[ASSIGNMENT] Reproduce only this part of the listing: the line with "walk_pages(limit, |cursor: Option<Cursor<Following>>|", plus every line after it through the last.

[EXERCISE MATERIALS]

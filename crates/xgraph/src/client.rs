//! The public client.

use std::sync::Arc;

use tracing::{debug, instrument};
use xgraph_http::{HttpTransport, Method, Transport};

use crate::cache::IdentityCache;
use crate::config::ClientConfig;
use crate::error::XGraphResult;
use crate::listing::{Cursor, Followers, Following, Listing, RelationshipPage};
use crate::normalize::{ProfileShape, normalize_profile};
use crate::pager::{PageLimit, walk_pages};
use crate::profile::Profile;
use crate::query::GraphqlQuery;
use crate::timeline::parse_timeline;

/// Read-only client for profile and relationship lookups.
///
/// Every operation performs one request through the transport, except
/// [`resolve_user_id`](Self::resolve_user_id) on a cache hit (none) and the
/// `collect_*` walkers (one per page).
#[derive(Debug, Clone)]
pub struct XGraphClient<T = HttpTransport> {
    transport: T,
    api_url: String,
    identity_cache: Arc<IdentityCache>,
}

impl XGraphClient<HttpTransport> {
    /// Build a client over a reqwest transport.
    pub fn from_config(config: &ClientConfig) -> XGraphResult<Self> {
        let transport = HttpTransport::new(&config.transport)?;
        Ok(Self::new(transport, config.api_url.as_str()))
    }
}

impl<T: Transport> XGraphClient<T> {
    /// Create a client with its own empty identity cache.
    pub fn new(transport: T, api_url: impl Into<String>) -> Self {
        let api_url = api_url.into().trim_end_matches('/').to_string();
        Self {
            transport,
            api_url,
            identity_cache: Arc::new(IdentityCache::new()),
        }
    }

    /// Use a cache shared with other clients.
    #[must_use]
    pub fn with_identity_cache(mut self, cache: Arc<IdentityCache>) -> Self {
        self.identity_cache = cache;
        self
    }

    pub const fn identity_cache(&self) -> &Arc<IdentityCache> {
        &self.identity_cache
    }

    pub const fn transport(&self) -> &T {
        &self.transport
    }

    pub fn api_url(&self) -> &str {
        &self.api_url
    }

    async fn execute(&self, query: &GraphqlQuery) -> XGraphResult<Vec<u8>> {
        let url = query.url(&self.api_url);
        debug!(operation = query.operation_name(), %url, "sending query");
        let body = self
            .transport
            .perform_request(Method::GET, &url, &query.query_pairs())
            .await?;
        Ok(body)
    }

    /// Look up a profile by screen name.
    #[instrument(skip(self))]
    pub async fn get_profile_by_username(&self, username: &str) -> XGraphResult<Profile> {
        let query = GraphqlQuery::profile_by_screen_name(username);
        let body = self.execute(&query).await?;
        normalize_profile(ProfileShape::Legacy, &body, username)
    }

    /// Look up a profile by numeric user id.
    #[instrument(skip(self))]
    pub async fn get_profile_by_user_id(&self, user_id: &str) -> XGraphResult<Profile> {
        let query = GraphqlQuery::profile_by_user_id(user_id);
        let body = self.execute(&query).await?;
        normalize_profile(ProfileShape::Result, &body, user_id)
    }

    /// One page of accounts following `user_id`.
    pub async fn get_followers(
        &self,
        user_id: &str,
        page_size: usize,
        cursor: Option<&Cursor<Followers>>,
    ) -> XGraphResult<RelationshipPage<Followers>> {
        self.relationship_page(user_id, page_size, cursor).await
    }

    /// One page of accounts `user_id` follows.
    pub async fn get_following(
        &self,
        user_id: &str,
        page_size: usize,
        cursor: Option<&Cursor<Following>>,
    ) -> XGraphResult<RelationshipPage<Following>> {
        self.relationship_page(user_id, page_size, cursor).await
    }

    #[instrument(skip(self, cursor), fields(listing = L::OPERATION_NAME, has_cursor = cursor.is_some()))]
    async fn relationship_page<L: Listing>(
        &self,
        user_id: &str,
        page_size: usize,
        cursor: Option<&Cursor<L>>,
    ) -> XGraphResult<RelationshipPage<L>> {
        let query = GraphqlQuery::relationship_page(user_id, page_size, cursor);
        let body = self.execute(&query).await?;
        let page = parse_timeline(&body, user_id)?;
        Ok(RelationshipPage {
            profiles: page.profiles,
            next_cursor: page.next_cursor.and_then(Cursor::new),
        })
    }

    /// Stable user id for `username`, from the identity cache when possible.
    ///
    /// A miss costs one profile lookup by screen name. Failures are
    /// returned as-is and not remembered.
    #[instrument(skip(self))]
    pub async fn resolve_user_id(&self, username: &str) -> XGraphResult<String> {
        self.identity_cache
            .resolve(username, |name| async move {
                self.get_profile_by_username(&name)
                    .await
                    .map(|profile| profile.user_id)
            })
            .await
    }

    /// Walk the followers listing from the start.
    pub async fn collect_followers(
        &self,
        user_id: &str,
        page_size: usize,
        limit: Option<PageLimit>,
    ) -> XGraphResult<Vec<Profile>> {
        walk_pages(limit, |cursor: Option<Cursor<Followers>>| async move {
            self.get_followers(user_id, page_size, cursor.as_ref()).await
        })
        .await
    }

    /// Walk the following listing from the start.
    pub async fn collect_following(
        &self,
        user_id: &str,
        page_size: usize,
        limit: Option<PageLimit>,
    ) -> XGraphResult<Vec<Profile>> {
        walk_pages(limit, |cursor: Option<Cursor<Following>>| async move {
            self.get_following(user_id, page_size, cursor.as_ref()).await
        })
        .await
    }
}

[EXERCISE ANSWER]
        walk_pages(limit, |cursor: Option<Cursor<Following>>| async move {
            self.get_following(user_id, page_size, cursor.as_ref()).await
        })
        .await
    }
}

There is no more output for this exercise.